Appearing on fellow MSNBCer Ed Schultz's radio show yesterday, Chris Matthews waxed apocalyptic about what he believes will be a dire consequence of climate change.
Matthews told Schultz of an unidentified friend in Alaska, presumably not Sarah Palin, who warned him of what's to come from warming temperatures (audio) --
And to say there's no issue with climate? You know, a friend of mine is talking about, she lives up in Alaska, she says we're going to be able to, maybe this is good for shipping, we're going to start having trade routes across the Arctic Circle! We're going to start having, you know what I mean?, people are going to be going to Norway in boats and we're going to have shipping lines doing it. Don't tell me we don't have a climate thing going on. There's something strange going on.
Yikes, trade routes through the Arctic! Next thing you know there'll be commerce, profits! Worse still ... boats going to Norway. Oh the humanity ...
Just what would an allegedly unfortunate outbreak of capitalism in the Far North resemble? A May 2009 National Geographic article titled "Arctic Landgrab" described the "former fishing town" in Hammerfest, Norway, home to the world's northernmost liquefied natural gas facility, Snohvit --
... I expect to see the start of production -- but it is a false start, one of many. The gas field is in the Barents Sea, 800 feet underwater, connected by 90 miles of pipes to an ultramodern plant. The plant, on a grassy island abutting the beautiful 9,400-person town, is northern Norway's largest ever industrial project. Viewed from the Hammerfest shopping mall, it is a tangle of smokestacks, lights, and tubes, backed by a fjord and a row of snowy peaks.
For now, StatoilHydro, the operator, will move gas up the pipes, process it, and export it by tanker -- half of it to Cove Point, Maryland, half to Bilbao, Spain. But soon carbon dioxide, separated from the natural gas, will travel the other direction down the pipes: StatoilHydro will inject it into the seabed to combat global warming. Snohvit promises to be one of the world's cleanest petroleum projects. During one test run, however, the winds blew ash from Snohvit's flares -- chimneys burning off excess gas -- that turned cars and homes black. StatoilHydro brought in doctors to test for carcinogens and handed out reparations checks to angry residents.

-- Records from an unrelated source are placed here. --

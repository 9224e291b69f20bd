// SPDX-FileCopyrightText: © 2023 Technical University of Munich, Chair of Connected Mobility
// SPDX-License-Identifier: MIT

//! Identifiers of the IPSO Filling Level object (3435).

use crate::object_path::{ObjectId, ResourceId};
use crate::resource_value::ResourceKind;

pub const IPSO_OBJECT_FILLING_LEVEL_SENSOR_ID: ObjectId = 3435;

pub const CONTAINER_HEIGHT_FILLING_SENSOR_RID: ResourceId = 6051;
pub const ACTUAL_FILL_PERCENTAGE_FILLING_SENSOR_RID: ResourceId = 6052;
pub const ACTUAL_FILL_LEVEL_FILLING_SENSOR_RID: ResourceId = 6053;
pub const HIGH_THRESHOLD_PERCENTAGE_FILLING_SENSOR_RID: ResourceId = 6054;
pub const CONTAINER_FULL_FILLING_SENSOR_RID: ResourceId = 6055;
pub const LOW_THRESHOLD_PERCENTAGE_FILLING_SENSOR_RID: ResourceId = 6056;
pub const CONTAINER_EMPTY_FILLING_SENSOR_RID: ResourceId = 6057;
pub const AVERAGE_FILL_SPEED_FILLING_SENSOR_RID: ResourceId = 6058;
pub const FORECAST_FULL_DATE_FILLING_SENSOR_RID: ResourceId = 6059;
pub const FORECAST_EMPTY_DATE_FILLING_SENSOR_RID: ResourceId = 6060;
pub const CONTAINER_OUT_OF_LOCATION_FILLING_SENSOR_RID: ResourceId = 6061;
pub const CONTAINER_OUT_OF_POSITION_FILLING_SENSOR_RID: ResourceId = 6062;

/// Resources of a freshly instantiated object and their value types.
pub const FILLING_SENSOR_RESOURCES: [(ResourceId, ResourceKind); 12] = [
    (CONTAINER_HEIGHT_FILLING_SENSOR_RID, ResourceKind::U32),
    (ACTUAL_FILL_PERCENTAGE_FILLING_SENSOR_RID, ResourceKind::Float),
    (ACTUAL_FILL_LEVEL_FILLING_SENSOR_RID, ResourceKind::U32),
    (HIGH_THRESHOLD_PERCENTAGE_FILLING_SENSOR_RID, ResourceKind::Float),
    (CONTAINER_FULL_FILLING_SENSOR_RID, ResourceKind::Bool),
    (LOW_THRESHOLD_PERCENTAGE_FILLING_SENSOR_RID, ResourceKind::Float),
    (CONTAINER_EMPTY_FILLING_SENSOR_RID, ResourceKind::Bool),
    (AVERAGE_FILL_SPEED_FILLING_SENSOR_RID, ResourceKind::Float),
    (FORECAST_FULL_DATE_FILLING_SENSOR_RID, ResourceKind::Time),
    (FORECAST_EMPTY_DATE_FILLING_SENSOR_RID, ResourceKind::Time),
    (CONTAINER_OUT_OF_LOCATION_FILLING_SENSOR_RID, ResourceKind::Bool),
    (CONTAINER_OUT_OF_POSITION_FILLING_SENSOR_RID, ResourceKind::Bool),
];
// SPDX-FileCopyrightText: © 2023 Technical University of Munich, Chair of Connected Mobility
// SPDX-License-Identifier: MIT
use super::*;
use crate::config_store::MemoryConfigStore;

fn scratch_dir(name: &str) -> String {
    let dir = std::env::temp_dir().join(format!("lwm2m_emu_{}_{}", std::process::id(), name));
    let _ = std::fs::remove_dir_all(&dir);
    dir.to_string_lossy().to_string()
}

fn default_settings() -> EmuSettings {
    toml::from_str(&emu_default_conf()).unwrap()
}

fn sensor(index: i32, height_cm: u32, distance_cm: f64) -> SensorSettings {
    SensorSettings {
        index,
        offset: 0,
        height_cm,
        high_threshold: 90.0,
        low_threshold: 10.0,
        distance_cm,
    }
}

#[test]
fn default_conf_is_valid() {
    let settings = default_settings();
    assert_eq!(settings.fill_level.distance_source, lwm2m_fill_level::DistanceSourceKind::Fixed);
    assert_eq!(settings.fill_level.measured_distance_cm, 10);
    assert_eq!(settings.sensors.len(), 2);
}

#[test]
fn default_sensors_are_updated() {
    let reports = run_sensors(&default_settings(), Box::<MemoryConfigStore>::default()).unwrap();
    assert_eq!(reports.len(), 2);

    // 120 cm container, sensor 10 cm above the surface.
    let first = &reports[0];
    assert_eq!(first.instance_id, 0);
    assert_eq!(first.result_code, 0);
    assert_eq!(first.level, Some(110));
    assert!((first.percent.unwrap() - 110.0 / 120.0 * 100.0).abs() < 1e-4);
    assert_eq!(first.full, Some(true));
    assert_eq!(first.empty, Some(false));

    // Shallower than the measured distance.
    let second = &reports[1];
    assert_eq!(second.instance_id, object_util::INSTANCES_PER_INDEX);
    assert_eq!(second.result_code, 0);
    assert_eq!(second.level, Some(0));
    assert_eq!(second.percent, Some(0.0));
    assert_eq!(second.full, Some(false));
    assert_eq!(second.empty, Some(true));
}

#[test]
fn reported_distance_is_used() {
    let settings = EmuSettings {
        config_dir: String::new(),
        fill_level: lwm2m_fill_level::FillLevelSettings {
            distance_source: lwm2m_fill_level::DistanceSourceKind::Reported,
            measured_distance_cm: 0,
        },
        sensors: vec![sensor(0, 120, 30.0)],
    };

    let reports = run_sensors(&settings, Box::<MemoryConfigStore>::default()).unwrap();

    assert_eq!(reports[0].level, Some(90));
    assert!((reports[0].percent.unwrap() - 75.0).abs() < 1e-4);
    assert_eq!(reports[0].full, Some(false));
    assert_eq!(reports[0].empty, Some(false));
}

#[cfg(feature = "manage-obj-inst")]
#[test]
fn failed_update_deletes_managed_instance() {
    let settings = EmuSettings {
        config_dir: String::new(),
        fill_level: lwm2m_fill_level::FillLevelSettings::default(),
        sensors: vec![sensor(0, 0, 0.0), sensor(1, 50, 0.0)],
    };

    let reports = run_sensors(&settings, Box::<MemoryConfigStore>::default()).unwrap();

    assert_eq!(reports[0].result_code, -lwm2m_api_core::common::EINVAL);
    assert_eq!(reports[0].level, None);
    assert_eq!(reports[0].percent, None);
    assert_eq!(reports[1].result_code, 0);
    assert_eq!(reports[1].level, Some(40));
}

#[cfg(feature = "config-data")]
#[test]
fn configuration_survives_restart() {
    let dir = scratch_dir("configuration_survives_restart");
    let mut settings = default_settings();
    settings.config_dir = dir.clone();

    emu_main(settings).unwrap();

    // A fresh device restores the container configuration on creation.
    let (engine, mut util) = emulator(Box::new(config_store::FileConfigStore::new(&dir).unwrap()));
    lwm2m_fill_level::init(&mut util).unwrap();
    util.create_obj_inst(IPSO_OBJECT_FILLING_LEVEL_SENSOR_ID, 0).unwrap();

    let read = |resource_id| engine.read(ResourcePath::new(IPSO_OBJECT_FILLING_LEVEL_SENSOR_ID, 0, resource_id));
    assert_eq!(read(CONTAINER_HEIGHT_FILLING_SENSOR_RID), Some(ResourceValue::U32(120)));
    assert_eq!(read(HIGH_THRESHOLD_PERCENTAGE_FILLING_SENSOR_RID), Some(ResourceValue::Float(90.0)));
    assert_eq!(read(LOW_THRESHOLD_PERCENTAGE_FILLING_SENSOR_RID), Some(ResourceValue::Float(10.0)));
    // Computed values are not persisted.
    assert_eq!(read(ACTUAL_FILL_LEVEL_FILLING_SENSOR_RID), Some(ResourceValue::U32(0)));

    std::fs::remove_dir_all(dir).unwrap();
}

#[test]
fn template_is_not_overwritten() {
    let dir = scratch_dir("template_is_not_overwritten");
    std::fs::create_dir_all(&dir).unwrap();
    let file = std::path::Path::new(&dir).join("fill_level.toml");
    let file = file.to_string_lossy().to_string();

    create_template(&file, &emu_default_conf()).unwrap();
    let written: EmuSettings = toml::from_str(&std::fs::read_to_string(&file).unwrap()).unwrap();
    assert_eq!(written.sensors.len(), 2);

    assert!(create_template(&file, "").is_err());
    assert_eq!(std::fs::read_to_string(&file).unwrap(), emu_default_conf());
    assert!(create_template("", "").is_err());

    std::fs::remove_dir_all(dir).unwrap();
}
// SPDX-FileCopyrightText: © 2023 Technical University of Munich, Chair of Connected Mobility
// SPDX-FileCopyrightText: © 2023 Claudio Cicconetti <c.cicconetti@iit.cnr.it>
// SPDX-License-Identifier: MIT
use core::fmt::Write;

pub type ObjectId = u16;
pub type ObjectInstanceId = u16;
pub type ResourceId = u16;
pub type ResourceInstanceId = u16;

/// Large enough for "65535/65535/65535/65535".
pub const LWM2M_MAX_PATH_STR_LEN: usize = 24;

pub type PathString = heapless::String<LWM2M_MAX_PATH_STR_LEN>;

/// Address of a single resource: `<object>/<instance>/<resource>`.
#[derive(Debug, Clone, Copy, PartialEq, Eq, Hash, PartialOrd, Ord)]
pub struct ResourcePath {
    pub object_id: ObjectId,
    pub instance_id: ObjectInstanceId,
    pub resource_id: ResourceId,
}

impl ResourcePath {
    pub const fn new(object_id: ObjectId, instance_id: ObjectInstanceId, resource_id: ResourceId) -> Self {
        Self {
            object_id,
            instance_id,
            resource_id,
        }
    }

    /// Formats the path into a buffer of `N` bytes.
    pub fn format<const N: usize>(&self) -> Result<heapless::String<N>, crate::common::Lwm2mError> {
        let mut path = heapless::String::<N>::new();
        write!(path, "{}/{}/{}", self.object_id, self.instance_id, self.resource_id).map_err(|_| crate::common::Lwm2mError::PathFormat)?;
        Ok(path)
    }

    pub fn to_path_string(&self) -> Result<PathString, crate::common::Lwm2mError> {
        self.format::<LWM2M_MAX_PATH_STR_LEN>()
    }
}

impl core::fmt::Display for ResourcePath {
    fn fmt(&self, f: &mut core::fmt::Formatter<'_>) -> core::fmt::Result {
        write!(f, "{}/{}/{}", self.object_id, self.instance_id, self.resource_id)
    }
}

impl core::str::FromStr for ResourcePath {
    type Err = crate::common::Lwm2mError;

    fn from_str(s: &str) -> Result<Self, Self::Err> {
        let mut parts = s.trim_start_matches('/').split('/');
        let mut next = || -> Result<u16, Self::Err> {
            parts
                .next()
                .and_then(|p| p.parse::<u16>().ok())
                .ok_or(crate::common::Lwm2mError::NotFound)
        };
        let path = Self::new(next()?, next()?, next()?);
        if parts.next().is_some() {
            return Err(crate::common::Lwm2mError::NotFound);
        }
        Ok(path)
    }
}

impl<C> minicbor::Encode<C> for ResourcePath {
    fn encode<W: minicbor::encode::Write>(&self, e: &mut minicbor::Encoder<W>, _ctx: &mut C) -> Result<(), minicbor::encode::Error<W::Error>> {
        e.array(3)?.u16(self.object_id)?.u16(self.instance_id)?.u16(self.resource_id)?;
        Ok(())
    }
}

impl<C> minicbor::Decode<'_, C> for ResourcePath {
    fn decode(d: &mut minicbor::Decoder<'_>, _ctx: &mut C) -> Result<Self, minicbor::decode::Error> {
        if d.array()? != Some(3) {
            return Err(minicbor::decode::Error::message("resource path must have three elements"));
        }
        Ok(Self::new(d.u16()?, d.u16()?, d.u16()?))
    }
}

#[cfg(test)]
mod test {
    use super::*;

    #[test]
    fn formats_engine_path() {
        let path = ResourcePath::new(3435, 7, 6051);
        assert_eq!(path.to_path_string().unwrap().as_str(), "3435/7/6051");

        let widest = ResourcePath::new(u16::MAX, u16::MAX, u16::MAX);
        assert_eq!(widest.to_path_string().unwrap().as_str(), "65535/65535/65535");
    }

    #[test]
    fn short_buffer_is_a_format_error() {
        let path = ResourcePath::new(3435, 7, 6051);
        assert_eq!(path.format::<8>(), Err(crate::common::Lwm2mError::PathFormat));
    }

    #[test]
    fn parses_engine_path() {
        assert_eq!("3435/0/6052".parse::<ResourcePath>(), Ok(ResourcePath::new(3435, 0, 6052)));
        assert_eq!("/3435/1/6053".parse::<ResourcePath>(), Ok(ResourcePath::new(3435, 1, 6053)));
        assert!("3435/0".parse::<ResourcePath>().is_err());
        assert!("3435/0/6052/0".parse::<ResourcePath>().is_err());
        assert!("3435/x/6052".parse::<ResourcePath>().is_err());
    }

    #[test]
    fn cbor_encoding_is_stable() {
        let mut buffer = [0_u8; 32];
        let path = ResourcePath::new(3435, 2, 6054);

        minicbor::encode(path, &mut buffer[..]).unwrap();
        let decoded: ResourcePath = minicbor::decode(&buffer[..]).unwrap();

        assert_eq!(decoded, path);
    }
}
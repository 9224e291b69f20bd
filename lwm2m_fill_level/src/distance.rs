// SPDX-FileCopyrightText: © 2023 Technical University of Munich, Chair of Connected Mobility
// SPDX-License-Identifier: MIT
use lwm2m_api_core::common::Lwm2mError;
use lwm2m_api_core::object_path::ObjectInstanceId;

pub const DEFAULT_MEASURED_DISTANCE_CM: u32 = 10;

/// Distance between the sensor and the surface of the substance, in centimeters.
pub trait DistanceSourceAPI {
    fn measured_distance(&mut self, instance_id: ObjectInstanceId, value: f64) -> Result<u32, Lwm2mError>;
}

/// Ignores the reported value.
#[derive(Debug, Clone, Copy)]
pub struct FixedDistance {
    pub distance_cm: u32,
}

impl Default for FixedDistance {
    fn default() -> Self {
        Self {
            distance_cm: DEFAULT_MEASURED_DISTANCE_CM,
        }
    }
}

impl DistanceSourceAPI for FixedDistance {
    fn measured_distance(&mut self, _instance_id: ObjectInstanceId, _value: f64) -> Result<u32, Lwm2mError> {
        Ok(self.distance_cm)
    }
}

/// Uses the value reported by the caller, rounded to the nearest centimeter.
#[derive(Debug, Clone, Copy, Default)]
pub struct ReportedDistance;

impl DistanceSourceAPI for ReportedDistance {
    fn measured_distance(&mut self, instance_id: ObjectInstanceId, value: f64) -> Result<u32, Lwm2mError> {
        if !value.is_finite() || value < 0.0 {
            log::error!("Fill level sensor {} reported an invalid distance: {}", instance_id, value);
            return Err(Lwm2mError::InvalidConfiguration);
        }
        // `as` saturates above u32::MAX.
        Ok(value.round() as u32)
    }
}

pub fn from_settings(settings: &crate::FillLevelSettings) -> Box<dyn DistanceSourceAPI> {
    match settings.distance_source {
        crate::DistanceSourceKind::Fixed => Box::new(FixedDistance {
            distance_cm: settings.measured_distance_cm,
        }),
        crate::DistanceSourceKind::Reported => Box::new(ReportedDistance),
    }
}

It is a measure of petroleum wealth's appeal that I find only one local politician opposed to the plant: a 19-year-old from the revolutionary-socialist Red party. Snohvit pays Hammerfest $22 million a year in property taxes. The town is awash in new projects: renovated schools, a bigger airport, a sports arena, a "full-digital," glass-walled cultural center. Strollers are everywhere in the snow-covered streets. It is easy to forget that Hammerfest was recently a dying town, shrinking in population, the most violent place in Norway. In his bay-front office, a local official named Snorre Sundquist is circumspect about Snohvit. "People didn't like the soot," he says, "but they accepted it.
That sole Hammerfest politician opposed to Snohvit -- also a prime candidate for future MSNBC contributor.